If you do, you are not alone. And, you are probably not very happy. Some of the unhappiest people I have ever met are those who criticise themselves constantly for their past mistakes, with painful memories running on a continuous loop inside their heads.

From such a sad place, it is all too easy to spiral into depression and anxiety, or even develop an addiction, in an attempt to ease the pain.

While it would be wonderful to make our way through a perfect life with no errors, failures or humiliations, we need to remember that perfection doesn’t exist. The mistakes we make in life are all part of the human experience, and problems only arise when we are unable to let go of them.

When you think about your past, what words tend to come up for you?

“It’s my fault.”

“What an idiot!”

“How could I have been so stupid?”

“I’ve made so many mistakes.”

Do any of these sound familiar? It’s so tempting to become fixated and focused on replaying the same old memories, even if the person we had once hurt has moved on, or those who hurt us have never given their behaviour a second thought.

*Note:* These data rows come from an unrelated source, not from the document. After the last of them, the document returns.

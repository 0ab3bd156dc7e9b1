//! Colour values for fills.

use std::fmt;

/// Simple RGB color.
#[derive(Clone, Copy, Debug, PartialEq, Eq, Hash)]
pub struct Rgb {
    pub r: u8,
    pub g: u8,
    pub b: u8,
}

impl Rgb {
    pub const fn new(r: u8, g: u8, b: u8) -> Self { Self { r, g, b } }
}

impl fmt::Display for Rgb {
    /// Format as CSS hex: #rrggbb
    fn fmt(&self, f: &mut fmt::Formatter<'_>) -> fmt::Result {
        write!(f, "#{:02x}{:02x}{:02x}", self.r, self.g, self.b)
    }
}

/// Nine-class sequential Greens (ColorBrewer), lightest first.
pub const GREENS_9: [Rgb; 9] = [
    Rgb::new(0xf7, 0xfc, 0xf5),
    Rgb::new(0xe5, 0xf5, 0xe0),
    Rgb::new(0xc7, 0xe9, 0xc0),
    Rgb::new(0xa1, 0xd9, 0x9b),
    Rgb::new(0x74, 0xc4, 0x76),
    Rgb::new(0x41, 0xab, 0x5d),
    Rgb::new(0x23, 0x8b, 0x45),
    Rgb::new(0x00, 0x6d, 0x2c),
    Rgb::new(0x00, 0x44, 0x1b),
];
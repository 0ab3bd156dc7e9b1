//! Renderer-independent description of the map: what to draw, not how.

mod context;
mod legend;
mod map;

pub use context::{CountyContext, RenderContext};
pub use legend::{Legend, LegendRect};
pub use map::CountyPath;

use crate::common::js_number;

/// Everything the SVG root holds.
#[derive(Clone, Debug, PartialEq)]
pub struct Scene {
    pub width: f64,
    pub height: f64,
    pub counties: Vec<CountyPath>,
    pub legend: Legend,
}

impl Scene {
    /// `viewBox` value, e.g. `0,0,960,600`.
    pub fn view_box(&self) -> String {
        format!("0,0,{},{}", js_number(self.width), js_number(self.height))
    }
}
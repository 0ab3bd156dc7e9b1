//! Scales mapping attainment percentages to pixels and colours.

mod axis;
mod color;
mod linear;
mod threshold;

pub use axis::{Axis, Tick};
pub use color::{GREENS_9, Rgb};
pub use linear::LinearScale;
pub use threshold::{ThresholdScale, range_step};
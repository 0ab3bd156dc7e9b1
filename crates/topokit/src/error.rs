use thiserror::Error;

/// Errors raised while reading or decoding a topology.
#[derive(Debug, Error)]
pub enum TopoError {
    /// The document is not valid JSON or does not match the TopoJSON shape.
    #[error("invalid topology JSON: {0}")]
    Json(#[from] serde_json::Error),

    /// The top-level `type` member is something other than `"Topology"`.
    #[error("expected a Topology, found type {0:?}")]
    NotATopology(String),

    /// The requested member of `objects` does not exist.
    #[error("topology has no object named {0:?}")]
    UnknownObject(String),

    /// A geometry refers to an arc the topology does not contain.
    #[error("arc index {index} out of range ({len} arcs)")]
    ArcOutOfRange { index: i64, len: usize },

    /// A position holds fewer than two numbers.
    #[error("position with {0} coordinates, expected at least 2")]
    MalformedPosition(usize),
}
use std::collections::BTreeMap;

use serde::Deserialize;
use serde_json::{Map, Value};

use crate::TopoError;

/// A TopoJSON document.
#[derive(Clone, Debug, Deserialize)]
pub struct Topology {
    #[serde(rename = "type")]
    pub kind: String,

    #[serde(default)]
    pub bbox: Option<Vec<f64>>,

    /// Present on quantized topologies; arcs are then delta-encoded.
    #[serde(default)]
    pub transform: Option<Transform>,

    /// Each arc is a list of positions; only the first two numbers are used.
    pub arcs: Vec<Vec<Vec<f64>>>,

    pub objects: BTreeMap<String, GeometryObject>,
}

/// Quantization transform: `x * scale[0] + translate[0]`, likewise for y.
#[derive(Clone, Copy, Debug, PartialEq, Deserialize)]
pub struct Transform {
    pub scale: [f64; 2],
    pub translate: [f64; 2],
}

/// Identifier of a geometry object. Numbers and strings are kept apart:
/// `1001` and `"01001"` are different ids.
#[derive(Clone, Debug, PartialEq, Deserialize)]
#[serde(untagged)]
pub enum Id {
    Number(i64),
    Text(String),
}

impl Id {
    /// The numeric value, for ids that were written as JSON numbers.
    pub fn as_number(&self) -> Option<i64> {
        match self {
            Id::Number(n) => Some(*n),
            Id::Text(_) => None,
        }
    }
}

impl std::fmt::Display for Id {
    fn fmt(&self, f: &mut std::fmt::Formatter<'_>) -> std::fmt::Result {
        match self {
            Id::Number(n) => write!(f, "{n}"),
            Id::Text(s) => f.write_str(s),
        }
    }
}

/// A member of `objects` (or of a geometry collection).
#[derive(Clone, Debug, Deserialize)]
#[serde(try_from = "RawObject")]
pub struct GeometryObject {
    pub id: Option<Id>,
    pub properties: Option<Map<String, Value>>,
    pub geometry: TopoGeometry,
}

/// Wire shape of a geometry object before its `type` is resolved.
#[derive(Deserialize)]
struct RawObject {
    #[serde(default)]
    id: Option<Id>,
    #[serde(default)]
    properties: Option<Map<String, Value>>,
    #[serde(default, rename = "type")]
    kind: Option<String>,
    #[serde(flatten)]
    rest: Map<String, Value>,
}

impl TryFrom<RawObject> for GeometryObject {
    type Error = serde_json::Error;

    /// A null or missing `type` is a null geometry, not an error.
    fn try_from(raw: RawObject) -> Result<Self, Self::Error> {
        let geometry = match raw.kind {
            None => TopoGeometry::Null,
            Some(kind) => {
                let mut fields = raw.rest;
                fields.insert("type".to_string(), Value::String(kind));
                serde_json::from_value(Value::Object(fields))?
            }
        };
        Ok(Self { id: raw.id, properties: raw.properties, geometry })
    }
}

/// Arc-referencing geometry, keyed by the TopoJSON `type` member.
#[derive(Clone, Debug, Deserialize)]
#[serde(tag = "type")]
pub enum TopoGeometry {
    /// `"type": null`: the object exists but has no shape.
    #[serde(skip)]
    Null,
    Point { coordinates: Vec<f64> },
    MultiPoint { coordinates: Vec<Vec<f64>> },
    LineString { arcs: Vec<i64> },
    MultiLineString { arcs: Vec<Vec<i64>> },
    Polygon { arcs: Vec<Vec<i64>> },
    MultiPolygon { arcs: Vec<Vec<Vec<i64>>> },
    GeometryCollection { geometries: Vec<GeometryObject> },
}

impl Topology {
    /// Parse a topology from JSON text.
    pub fn from_json(text: &str) -> Result<Self, TopoError> {
        Self::checked(serde_json::from_str(text)?)
    }

    /// Parse a topology from JSON bytes.
    pub fn from_slice(bytes: &[u8]) -> Result<Self, TopoError> {
        Self::checked(serde_json::from_slice(bytes)?)
    }

    fn checked(topology: Topology) -> Result<Self, TopoError> {
        if topology.kind != "Topology" {
            return Err(TopoError::NotATopology(topology.kind));
        }
        Ok(topology)
    }

    /// Look up a named member of `objects`.
    pub fn object(&self, name: &str) -> Result<&GeometryObject, TopoError> {
        self.objects.get(name).ok_or_else(|| TopoError::UnknownObject(name.to_string()))
    }

    /// Number of arcs in the topology.
    pub fn num_arcs(&self) -> usize { self.arcs.len() }
}
use crate::common::{js_number, js_round};

use super::LinearScale;

/// A labelled tick of a bottom-oriented axis.
#[derive(Clone, Debug, PartialEq)]
pub struct Tick {
    pub value: f64,
    /// Horizontal position after the half-pixel offset.
    pub position: f64,
    pub label: String,
}

/// Bottom-oriented axis: ticks hang below the baseline, labels below the ticks.
#[derive(Clone, Debug, PartialEq)]
pub struct Axis {
    pub ticks: Vec<Tick>,
    pub tick_size_inner: f64,
    pub tick_size_outer: f64,
    pub tick_padding: f64,
    /// Shift that puts one-pixel lines on pixel centres.
    pub offset: f64,
}

impl Axis {
    pub const TICK_PADDING: f64 = 3.0;
    pub const OFFSET: f64 = 0.5;

    /// Ticks at explicit `values`, each labelled as a rounded percentage.
    pub fn bottom(scale: &LinearScale, values: &[f64], tick_size: f64) -> Self {
        let ticks = values.iter()
            .map(|&value| Tick {
                value,
                position: scale.apply(value) + Self::OFFSET,
                label: percent_label(value),
            })
            .collect();

        Self {
            ticks,
            tick_size_inner: tick_size,
            tick_size_outer: tick_size,
            tick_padding: Self::TICK_PADDING,
            offset: Self::OFFSET,
        }
    }

    /// Distance from the baseline to the top of a label.
    pub fn spacing(&self) -> f64 {
        self.tick_size_inner.max(0.0) + self.tick_padding
    }
}

/// `12.49 -> "12%"`, `12.5 -> "13%"`.
pub fn percent_label(x: f64) -> String {
    format!("{}%", js_number(js_round(x)))
}
use super::Rgb;

/// Half-open stepping range: `start, start + step, ...` while below `stop`.
///
/// The count is `ceil((stop - start) / step)`; a non-finite or non-positive
/// count (zero step, inverted bounds, NaN) yields an empty range.
pub fn range_step(start: f64, stop: f64, step: f64) -> Vec<f64> {
    let count = ((stop - start) / step).ceil();
    if !count.is_finite() || count <= 0.0 { return Vec::new() }
    (0..count as usize).map(|i| start + i as f64 * step).collect()
}

/// Step function from a continuous value to one of `colors.len()` buckets.
///
/// Bucket `i` covers `[breakpoints[i-1], breakpoints[i])`; the first bucket is
/// open below and the last open above. Only the first `colors.len() - 1`
/// breakpoints take part.
#[derive(Clone, Debug, PartialEq)]
pub struct ThresholdScale {
    breakpoints: Vec<f64>,
    colors: Vec<Rgb>,
}

impl ThresholdScale {
    pub fn new(breakpoints: Vec<f64>, colors: Vec<Rgb>) -> Self {
        Self { breakpoints, colors }
    }

    /// Split `[min, max]` into `colors.len() - 1` equal steps starting at `min`.
    pub fn for_extent(min: f64, max: f64, colors: Vec<Rgb>) -> Self {
        let steps = colors.len().saturating_sub(1).max(1) as f64;
        let breakpoints = range_step(min, max, (max - min) / steps);
        Self::new(breakpoints, colors)
    }

    /// Breakpoints in effect.
    pub fn breakpoints(&self) -> &[f64] {
        let n = self.breakpoints.len().min(self.colors.len().saturating_sub(1));
        &self.breakpoints[..n]
    }

    pub fn colors(&self) -> &[Rgb] { &self.colors }

    /// Index of the bucket holding `x`: the number of breakpoints `<= x`. NaN goes to bucket 0.
    pub fn bucket(&self, x: f64) -> usize {
        if x.is_nan() { return 0 }
        self.breakpoints().partition_point(|&b| b <= x)
    }

    pub fn color(&self, x: f64) -> Rgb {
        self.colors[self.bucket(x)]
    }

    /// `[lower, upper)` of bucket `i`; `None` marks an open end.
    pub fn invert_extent(&self, i: usize) -> (Option<f64>, Option<f64>) {
        let breakpoints = self.breakpoints();
        let lower = i.checked_sub(1).and_then(|j| breakpoints.get(j)).copied();
        let upper = breakpoints.get(i).copied();
        (lower, upper)
    }

    /// Smallest and largest breakpoint.
    pub fn extent(&self) -> Option<(f64, f64)> {
        let breakpoints = self.breakpoints();
        Some((*breakpoints.first()?, *breakpoints.last()?))
    }
}

#[cfg(test)]
mod tests {
    use super::*;
    use crate::scale::GREENS_9;

    fn greens(min: f64, max: f64) -> ThresholdScale {
        ThresholdScale::for_extent(min, max, GREENS_9.to_vec())
    }

    #[test]
    fn range_is_half_open() {
        assert_eq!(range_step(0.0, 8.0, 1.0), vec![0.0, 1.0, 2.0, 3.0, 4.0, 5.0, 6.0, 7.0]);
        assert_eq!(range_step(0.0, 1.0, 0.3).len(), 4);
        assert!(range_step(3.0, 3.0, 0.0).is_empty());
        assert!(range_step(5.0, 1.0, 1.0).is_empty());
        assert!(range_step(f64::NAN, 1.0, 1.0).is_empty());
    }

    #[test]
    fn eight_breakpoints_start_at_min() {
        let scale = greens(2.6, 75.1);
        let breakpoints = scale.breakpoints();
        assert_eq!(breakpoints.len(), 8);
        assert_eq!(breakpoints[0], 2.6);
        assert!(breakpoints.last().copied().unwrap() < 75.1);
    }

    #[test]
    fn values_below_first_breakpoint_get_the_lightest_color() {
        let scale = greens(2.6, 75.1);
        assert_eq!(scale.bucket(0.0), 0);
        assert_eq!(scale.color(0.0), GREENS_9[0]);
        assert_eq!(scale.bucket(2.6), 1);
        assert_eq!(scale.bucket(75.1), 8);
        assert_eq!(scale.color(1000.0), GREENS_9[8]);
    }

    #[test]
    fn buckets_are_monotonic() {
        let scale = greens(2.6, 75.1);
        let values: Vec<f64> = (-20..=1000).map(|i| i as f64 * 0.1).collect();
        for pair in values.windows(2) {
            assert!(scale.bucket(pair[0]) <= scale.bucket(pair[1]), "{} vs {}", pair[0], pair[1]);
        }
    }

    #[test]
    fn invert_extent_brackets_each_bucket() {
        let scale = greens(0.0, 80.0);
        assert_eq!(scale.invert_extent(0), (None, Some(0.0)));
        assert_eq!(scale.invert_extent(3), (Some(20.0), Some(30.0)));
        assert_eq!(scale.invert_extent(8), (Some(70.0), None));
        for i in 1..8 {
            let (lo, _) = scale.invert_extent(i);
            assert_eq!(scale.bucket(lo.unwrap()), i);
        }
    }

    #[test]
    fn excess_breakpoints_are_ignored() {
        let scale = ThresholdScale::new(vec![1.0, 2.0, 3.0], vec![GREENS_9[0], GREENS_9[1]]);
        assert_eq!(scale.breakpoints(), &[1.0]);
        assert_eq!(scale.bucket(10.0), 1);
    }

    #[test]
    fn degenerate_extent_colors_everything_lightest() {
        let scale = greens(5.0, 5.0);
        assert!(scale.breakpoints().is_empty());
        assert_eq!(scale.color(5.0), GREENS_9[0]);
        assert_eq!(scale.invert_extent(4), (None, None));
        assert!(scale.extent().is_none());
    }

    #[test]
    fn nan_lands_in_first_bucket() {
        assert_eq!(greens(0.0, 80.0).bucket(f64::NAN), 0);
    }
}
use wasm_bindgen::prelude::*;

use choropleth::{Config, RenderContext, parse_records, parse_topology};

mod common;
mod dom;

use common::*;

/// Called automatically when the WASM module is instantiated.
/// Sets up panic hook so Rust panics appear as console.error in the browser.
#[wasm_bindgen(start)]
pub fn init() {
    console_error_panic_hook::set_once();
}

/// Fetch both datasets, draw the map into the SVG matching `selector`
/// (default `.choropleth-map`), and wire the tooltip and pan/zoom.
///
/// Resolves `false` after logging to the console when loading or drawing
/// fails; nothing is drawn in that case.
#[wasm_bindgen]
pub async fn mount(selector: Option<String>, education_url: Option<String>, counties_url: Option<String>) -> bool {
    let mut config = Config::default();
    if let Some(url) = education_url { config.education_url = url }
    if let Some(url) = counties_url { config.counties_url = url }
    let selector = selector.unwrap_or_else(|| dom::DEFAULT_SELECTOR.to_string());

    match try_mount(&selector, config).await {
        Ok(()) => true,
        Err(e) => {
            console_error(&e);
            false
        }
    }
}

async fn try_mount(selector: &str, config: Config) -> anyhow::Result<()> {
    let (education, counties) = fetch_both(&config.education_url, &config.counties_url).await?;
    let context = build_context(config, &education, &counties)?;
    dom::mount(selector, context)
}

fn build_context(config: Config, education: &str, counties: &str) -> anyhow::Result<RenderContext> {
    let records = parse_records(education.as_bytes())?;
    let topology = parse_topology(counties.as_bytes())?;
    RenderContext::new(config, records, &topology)
}

/// Render already-loaded datasets to SVG text (no interactivity).
/// UI can set innerHTML or create a Blob.
#[wasm_bindgen(js_name = "render_svg")]
pub fn render_svg(education_json: &str, counties_json: &str) -> Result<String, JsValue> {
    let context = build_context(Config::default(), education_json, counties_json).map_err(js_err)?;
    context.scene().to_svg_string().map_err(js_err)
}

Eventually, these painful memories become a permanent part of your story, with every negative experience acting as ‘proof’ of your bad judgement, or your terrible personality. Your imagination runs wild, playing you worst-case scenario movies about your future, as you frequently criticise yourself in the present.

The rule of the mind is that it responds to two things: the mental pictures we form, and the words we say to ourselves. So you will only ever make yourself feel unhappy and uncomfortable by revisiting past mistakes and making them part of your present and future.

Happily, this rule of the mind can be used in a positive way, simply by changing what we imagine to be true about ourselves. To do this, we must begin to think better thoughts, and make happier pictures in our heads.

Here are my four tips to help you begin the journey to self-forgiveness.

1. Accept that making mistakes is a vital part of the human experience.

As human beings, we are all flawed. Try not to punish yourself for something you did wrong when you were five years old…or even last week.

2. Healing begins when you re-frame an event. Gain an understanding about how and why something happened, by asking yourself a simple question: “Would I do that again, today?” If the answer is “no”, you have learned an important lesson. Forgive yourself and move on. Hypnosis can also be of great help in learning to re-frame a personal event.

3. Accept that you did the best you could at the time. All of our decisions are based on what we know at that point, and sometimes we will do and say things that we later regret. The good news is that you can allow yourself to turn the page, and move on.

4. If you can say sorry, do. If you can’t say it face to face, saying sorry in your head can still be effective.

If all else fails, keep in mind the serenity prayer: “God, grant me the serenity to accept the things I cannot change, the courage to change the things I can, and the wisdom to know the difference.”

Whatever else you do, I would like you to promise not to carry the pain of past mistakes forever. Don’t turn it into a powerful life sentence, in which you play the exhausting roles of judge, prisoner and executioner.

You are worthy of forgiveness, so it’s time to take off that ‘guilty’ label and make happier pictures in your head. It’s time to forgive yourself, and others, for being flawed human beings.

Begin your personal forgiveness journey today, and you will naturally carve out the path to a happier future.